In other words, OVAs share a quite similar audience to the kind of shows that would, in the US, go direct to syndication or cable, like, funnily enough, Star Trek. And, just as Star Trek: The Next Generation pioneered the viability of syndication for cult TV (just as it outgrew those selfsame cult TV roots almost immediately), so did Dirty Pair pioneer the viability of the OVA market for similar shows. OVAs also have a slight advantage over other avenues for niche properties, as, because they’re made completely in-house for home video, they’re not subject to any meddling by network executives or ratings figures, so they have the opportunity to be more unflitered artistic statements.
(In fact, OVAs tend to have on the whole higher budgets and production values then regular television shows as a result of this, another thing that sets them decisively apart from DTVs in the United States.)
These two episodes, “Eek! The Boy in the Manor is a Terminator” and “R-Really?! For Beautiful Women, ‘Canon’ is the Keyword to Escape”, tend to be grouped together in a subset of the larger first Dirty Pair series under a shared name that’s usually translated as either From Lovely Angel With Love or With Love from the Lovely Angels. I’m going to be using the second translation here, mostly out of personal preference: The first one seems to evoke the show’s spy-fi side and is an obvious play on the James Bond story From Russia with Love, but the second gives the impression Kei and Yuri are writing us a letter from somewhere far away, which I think is sweet and more fitting.
Although all that said, With Love from the Lovely Angels isn’t *quite* the moment where Dirty Pair demonstrates the potential of the OVA medium (that would be the movie Dirty Pair: Affair of Nolandia), nor are they even technically OVAs in the first place. Oh sure, they were *released* direct to video, but these episodes were still *produced* in the same filming block as everything else from the first series and with a broadcast television audience in mind, so neither one of these episodes can actually take advantage of the medium in the way the other Dirty Pair OVAs do. So, in spite of the way audiences were first exposed to them, these two episodes are really more properly read as part of the first series, instead of their own little thing.
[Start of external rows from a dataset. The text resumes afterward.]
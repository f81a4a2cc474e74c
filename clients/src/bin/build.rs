//! `rorio-build` maps a registry data dump to the ontology and writes the
//! artifacts to the output directory.
//!
//! **Outputs:**
//! - `<out>/rorio.ofn`: OWL 2 functional syntax (primary)
//! - `<out>/rorio.ttl`: Turtle 1.1
//! - `<out>/rorio.nt`: N-Triples
//! - `<out>/rorio.json`: JSON-LD
//! - `--terms <path>`: tab-separated names and synonyms, when requested
//!
//! **Usage:**
//! ```text
//! rorio-build --input v1.17.1-2022-12-16-ror-data.json [--out public]
//!             [--version-label LABEL] [--source-uri URI] [--config rorio.toml]
//!             [--convert-with PROGRAM] [--terms terms.tsv]
//! ```
//!
//! Log verbosity follows `RUST_LOG` (default `info`).

#![deny(
    clippy::unwrap_used,
    clippy::expect_used,
    clippy::panic,
    missing_docs,
    clippy::missing_errors_doc
)]

use std::fs;
use std::path::PathBuf;

use anyhow::{Context, Result};
use clap::Parser;
use rorio_mapping::source::{self, SourceMeta};
use rorio_mapping::{post_process, run, ExternalCommand, MappingConfig};
use rorio_ontology::serializer::Format;
use tracing::info;
use tracing_subscriber::EnvFilter;

/// Build the registry ontology artifacts.
#[derive(Parser)]
#[command(name = "rorio-build", about = "Build the organization registry ontology")]
struct Args {
    /// Registry data dump: a JSON array of records.
    #[arg(long)]
    input: PathBuf,

    /// Output directory for generated artifacts.
    #[arg(long, default_value = "public")]
    out: PathBuf,

    /// Version label for `owl:versionInfo` (default: the input file stem
    /// without `-ror-data`).
    #[arg(long)]
    version_label: Option<String>,

    /// Provenance for `dc:source` (default: the input path).
    #[arg(long)]
    source_uri: Option<String>,

    /// TOML configuration file.
    #[arg(long)]
    config: Option<PathBuf>,

    /// Program run on the functional-syntax file after it is written.
    /// Failures are logged and ignored.
    #[arg(long)]
    convert_with: Option<PathBuf>,

    /// Also write the names and synonyms lexicon to this file.
    #[arg(long)]
    terms: Option<PathBuf>,
}

fn main() -> Result<()> {
    tracing_subscriber::fmt()
        .with_env_filter(EnvFilter::try_from_default_env().unwrap_or_else(|_| EnvFilter::new("info")))
        .with_writer(std::io::stderr)
        .init();

    let args = Args::parse();

    let config = match &args.config {
        Some(path) => MappingConfig::load(path)?,
        None => MappingConfig::default(),
    };
    let mut meta = SourceMeta::for_file(&args.input);
    if let Some(version) = args.version_label {
        meta.version = version;
    }
    if let Some(uri) = args.source_uri {
        meta.provenance = uri;
    }

    let reader = source::open(&args.input)?;
    let generation = run(&config, &meta, reader)
        .with_context(|| format!("Failed to map {}", args.input.display()))?;

    let out = &args.out;
    fs::create_dir_all(out)
        .with_context(|| format!("Failed to create output directory: {}", out.display()))?;
    for format in Format::all() {
        let path = out.join(format.file_name());
        fs::write(&path, format.render(&generation.document))
            .with_context(|| format!("Failed to write {}", path.display()))?;
        info!(path = %path.display(), "written");
    }

    if let Some(path) = &args.terms {
        fs::write(path, generation.lexicon.to_tsv())
            .with_context(|| format!("Failed to write {}", path.display()))?;
        info!(path = %path.display(), entries = generation.lexicon.len(), "lexicon written");
    }

    if let Some(program) = args.convert_with {
        post_process(
            &ExternalCommand::new(program),
            &out.join(Format::Functional.file_name()),
        );
    }

    println!(
        "Built {} records into {} axioms ({}).",
        generation.records,
        generation.document.axioms().len(),
        generation.diagnostics.summary()
    );
    Ok(())
}
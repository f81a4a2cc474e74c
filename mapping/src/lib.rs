//! Record-to-ontology mapping engine for the organization registry.
//!
//! The `rorio-mapping` crate turns a stream of registry records into a single
//! [`OntologyDocument`](rorio_ontology::OntologyDocument). Each record
//! becomes an organization individual with its label and class, the cities
//! it is located in, relationship annotations, exact synonyms and database
//! cross-references. Malformed values are reported as [`Diagnostic`]s and
//! contained to the smallest enclosing fact; only an unrecognized
//! relationship under [`UnknownRelationPolicy::Fail`] aborts a run.
//!
//! # Entry Point
//!
//! ```
//! use rorio_mapping::{run, MappingConfig, SourceMeta};
//!
//! let input = r#"[{"id": "https://ror.org/02mhbdp94", "name": "Test University"}]"#;
//! let meta = SourceMeta::new("v1.17.1-2022-12-16", "https://zenodo.org/record/7448410");
//! let generation = run(&MappingConfig::default(), &meta, input.as_bytes())
//!     .map_err(|e| e.to_string())?;
//! assert_eq!(generation.records, 1);
//! assert_eq!(generation.document.class_assertions(), 1);
//! # Ok::<(), String>(())
//! ```

#![deny(
    clippy::unwrap_used,
    clippy::expect_used,
    clippy::panic,
    missing_docs,
    clippy::missing_errors_doc
)]

pub mod builder;
pub mod config;
pub mod diagnostics;
pub mod driver;
pub mod lexicon;
pub mod normalize;
pub mod record;
pub mod relations;
pub mod resolver;
pub mod source;

pub use builder::{BuildContext, EntityBuilder, MappingError, RecordOutcome};
pub use config::{ConfigError, HeaderConfig, MappingConfig};
pub use diagnostics::{Diagnostic, DiagnosticKind, Diagnostics};
pub use driver::{
    post_process, run, ExternalCommand, Generation, Generator, PostProcessError, PostProcessor,
    RunError,
};
pub use lexicon::{LexicalEntry, Lexicon, TermStatus};
pub use normalize::NameNormalizer;
pub use record::{Record, Text};
pub use relations::{RelationMap, UnknownRelationPolicy, UnknownRelationship};
pub use resolver::{IdentifierResolver, PrefixRegistry, Resolution};
pub use source::{SourceError, SourceMeta};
This bears a couple ramifications worth talking about. First and foremost, this means that, if taken in the context of their actual release date instead of their production date, they come across as incredibly bizarre. Though intended to air in January, 1986, these episodes wouldn’t actually see the light of day until a *full year later* in January of 1987. I’ve also seen accounts that they might even have been released even later, in that December and March 1988. And, sadly, this does With Love from the Lovely Angels absolutely no favours: By that point, Affair of Nolandia had been out for over a year itself and was consciously doing something very different from the first series, and, if the second dates are accurate, Dirty Pair: The Motion Picture and the *second series* were out too. Both Dirty Pair and science fiction as a genre had long moved on in the interim, and this means there’s absolutely no way these episodes were going to be seen as anything other then curious artefacts way, way after their time.
This is particularly awkward and uncomfortable in regards to “Eek! The Boy in the Manor is a Terminator”, because it sadly isn’t very good, and doesn’t hold up so well in the context of 1985, let alone the context of 1987. The title sort of gives away that this is going to be some kind of pastiche of The Terminator and, well, it largely isn’t. Yes, there is a person in this episode who is so blatantly a T-800 I’m surprised there weren’t lawsuits involved, but the episode does absolutely nothing with The Terminator apart from nick its most recognisable bit of iconography. There’s no meta-commentary about the movie and its place in science fiction here at all, which really flabbergasts me because doing a critique of The Terminator‘s neo-noir with Dirty Pair’s detective story legacy and the setting of Elenore City seems like the most obvious thing in the world. Even last time, while the show still dropped the ball, it at least seemed to know the direction it should have been going in: Here it seems entirely oblivious that this is a possibility, preferring to have the girls fight Arnold Schwarzenegger in a generic spooky mansion on top of a mountain in the middle of a snowfield (well, mostly Yuri, but that’s a separate problem).
Aside from the larger issue of not really being about anything, the other issue is, honestly, the choice of the subject matter: To be blunt, The Terminator was two years old in 1986, and *four* in 1988. Hell, in 1988, we were closer to Terminator *2* than to the original film. No matter which way you look at it, Dirty Pair is being hardly topical here and is arriving to the party somewhat painfully late, even if it actually did have something to say. Had this episode come near the start of the season as opposed to the end (let alone two years later), that would have been one thing, but the ship had unfortunately already sailed on The Terminator by the time this was being drafted up. It might even have been OK had Dirty Pair saved its Terminator commentary for *even later*, taking advantage of nostalgia, the subsequent sequels and the series attaining iconic status, but putting it anywhere near here just smacks of deeply unfortunate timing to me.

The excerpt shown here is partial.